A majority of hospitals make the required CHNA documents accessible, but many don’t include all the obligatory elements.
Nonprofit hospitals have room to improve in their adherence to requirements regarding community health needs assessments (CHNAs), according to a study.
The Affordable Care Act (ACA) requires CHNAs to be conducted on a triennial basis, including the formulation of a three-year plan to address community health issues.
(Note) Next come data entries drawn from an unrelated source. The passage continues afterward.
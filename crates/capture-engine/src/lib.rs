//! Cinemagraph Capture Engine
//!
//! Accumulates raw frames from a live or file-backed source while a
//! recording session is active. The embedder drives capture from its
//! display-refresh callback; start and stop come from the same control
//! thread, so the buffer needs no locking.
//!
//! # Architecture
//!
//! ```text
//! ┌──────────────────────────────────────────┐
//! │              CaptureSession              │
//! │                                          │
//! │  refresh ──► RateController ──► grab()   │
//! │                                  │       │
//! │                     ┌────────────┘       │
//! │                     ▼                    │
//! │        ┌─────────────────────────┐       │
//! │        │  raw frames (owned)     │       │
//! │        └────────────┬────────────┘       │
//! └─────────────────────┼────────────────────┘
//!                       ▼ stop()
//!                 CapturedFrames ──► resampler
//! ```

pub mod session;
pub mod source;

pub use session::*;
pub use source::*;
The IRS has authority to strip noncompliant hospitals of their tax-exempt status under Section 501(r) of the tax code and impose annual fines of $50,000, although the agency clarifies that such actions wouldn’t stem from “minor omissions and errors that are either inadvertent or due to reasonable cause … or excusable failures that are neither willful nor egregious.”
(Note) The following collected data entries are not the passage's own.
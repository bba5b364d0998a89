//! Encoder request/response messages.
//!
//! This is the one wire contract in the pipeline. A request carries the
//! frames and palette hints; the encoder answers with zero or more
//! `progress` messages and then exactly one terminal `gif` or `error`.
//!
//! ```json
//! {"frames": [...], "delay": 0.0625, "matte": [255,255,255], "transparent": [0,255,0]}
//! {"type": "progress", "data": {"frames_encoded": 3, "total_frames": 32}}
//! {"type": "gif", "data": [71, 73, 70, ...]}
//! ```

use cinemagraph_common::config::PipelineConfig;
use cinemagraph_common::error::{CinemagraphError, CinemagraphResult};
use cinemagraph_frame_model::{Frame, FrameSequence, Rgb};
use serde::{Deserialize, Serialize};

/// Everything the encoder needs for one job.
#[derive(Debug, Clone, PartialEq, Serialize, Deserialize)]
pub struct EncodeRequest {
    pub frames: Vec<Frame>,
    /// Seconds each frame is shown (1 / fps).
    pub delay: f64,
    /// Fallback for partially transparent pixels.
    pub matte: Rgb,
    /// Color key rendered see-through.
    pub transparent: Rgb,
}

impl EncodeRequest {
    pub fn new(sequence: FrameSequence, config: &PipelineConfig) -> Self {
        Self {
            frames: sequence.into_frames(),
            delay: config.frame_delay_secs(),
            matte: config.matte,
            transparent: config.transparent,
        }
    }

    /// Per-frame delay rounded to whole milliseconds.
    pub fn delay_ms(&self) -> u32 {
        if !self.delay.is_finite() || self.delay <= 0.0 {
            return 0;
        }
        (self.delay * 1000.0).round() as u32
    }
}

/// Opaque progress report. Values only ever grow within a job.
#[derive(Debug, Clone, Copy, PartialEq, Eq, Serialize, Deserialize)]
pub struct EncodeProgress {
    pub frames_encoded: usize,
    pub total_frames: usize,
}

impl EncodeProgress {
    /// Completed fraction in `[0.0, 1.0]`.
    pub fn fraction(&self) -> f64 {
        if self.total_frames == 0 {
            return 1.0;
        }
        self.frames_encoded as f64 / self.total_frames as f64
    }
}

/// Terminal outcome of an encode: GIF bytes, or `EncodeFault`.
pub type EncodeResult = CinemagraphResult<Vec<u8>>;

/// A message from the encoder.
#[derive(Debug, Clone, PartialEq, Serialize, Deserialize)]
#[serde(tag = "type", content = "data", rename_all = "snake_case")]
pub enum EncoderResponse {
    Progress(EncodeProgress),
    Gif(Vec<u8>),
    Error(String),
}

impl EncoderResponse {
    /// Whether this message ends the job.
    pub fn is_terminal(&self) -> bool {
        !matches!(self, Self::Progress(_))
    }

    /// Translate a terminal message into the pipeline error taxonomy.
    pub fn into_result(self) -> EncodeResult {
        match self {
            Self::Gif(bytes) => Ok(bytes),
            Self::Error(message) => Err(CinemagraphError::encode_fault(message)),
            Self::Progress(_) => Err(CinemagraphError::encode_fault(
                "progress message is not a result",
            )),
        }
    }
}

#[cfg(test)]
mod tests {
    use super::*;

    #[test]
    fn request_uses_pipeline_defaults() {
        let seq = FrameSequence::from_frames(vec![Frame::solid(1, 1, [0, 0, 0, 255], 0)]).unwrap();
        let request = EncodeRequest::new(seq, &PipelineConfig::default());
        assert_eq!(request.frames.len(), 1);
        assert_eq!(request.delay_ms(), 63);
        assert_eq!(request.matte, [255, 255, 255]);
        assert_eq!(request.transparent, [0, 255, 0]);
    }

    #[test]
    fn responses_use_tagged_wire_form() {
        let progress = EncoderResponse::Progress(EncodeProgress {
            frames_encoded: 1,
            total_frames: 4,
        });
        let json = serde_json::to_value(&progress).unwrap();
        assert_eq!(json["type"], "progress");
        assert_eq!(json["data"]["frames_encoded"], 1);

        let gif: EncoderResponse =
            serde_json::from_str(r#"{"type":"gif","data":[71,73,70]}"#).unwrap();
        assert!(gif.is_terminal());
        assert_eq!(gif.into_result().unwrap(), b"GIF".to_vec());

        let error: EncoderResponse =
            serde_json::from_str(r#"{"type":"error","data":"out of memory"}"#).unwrap();
        let err = error.into_result().unwrap_err();
        assert_eq!(err.kind(), cinemagraph_common::ErrorKind::Encode);
    }

    #[test]
    fn request_round_trips_wire_field_names() {
        let json = serde_json::json!({
            "frames": [{"width": 1, "height": 1, "data": [1, 2, 3, 255]}],
            "delay": 0.1,
            "matte": [255, 255, 255],
            "transparent": [0, 255, 0]
        });
        let request: EncodeRequest = serde_json::from_value(json).unwrap();
        assert_eq!(request.delay_ms(), 100);
        assert_eq!(request.frames[0].pixel(0, 0), [1, 2, 3, 255]);
    }

    #[test]
    fn progress_fraction() {
        let p = EncodeProgress {
            frames_encoded: 8,
            total_frames: 32,
        };
        assert!((p.fraction() - 0.25).abs() < 1e-12);
    }
}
Reporting in JAMA Network Open, researchers with the Yale School of Medicine wrote that “many CHNAs and implementation strategies are unavailable at all, and those that are accessible do not provide the required information regarding how hospitals are assessing and addressing community health needs.”
What the findings show
From an initial cohort of 1,662 nonprofit hospitals, the researchers randomly selected 500 across states in proportion with the total number of nonprofit hospitals per state as of 2017. CHNAs and implementation strategies were rated on a scale of 0 to 5, with higher scores indicating more detailed information.
Of the 500 hospitals, the researchers found that 229 (60%) had a CHNA and an implementation strategy that both could be identified online. For CHNAs specifically, 412 hospitals (84%) had an identifiable document.
Among those 400-plus hospitals, the average quality score was 3.2, “consistent with partial detail,” the authors wrote. Frequently missing documentation elements included:
- Evaluations of the impact since the last CHNA (42.2%)
- Descriptions of medically underserved populations (36%)
- Availability of resources to address identified health needs (25%)
The researchers found 331 identifiable implementation strategies, which likewise had an average quality score of 3.2.
Relative to the CHNA-related goals set forth in the ACA, the authors wrote, “there is much work to be done” by policymakers.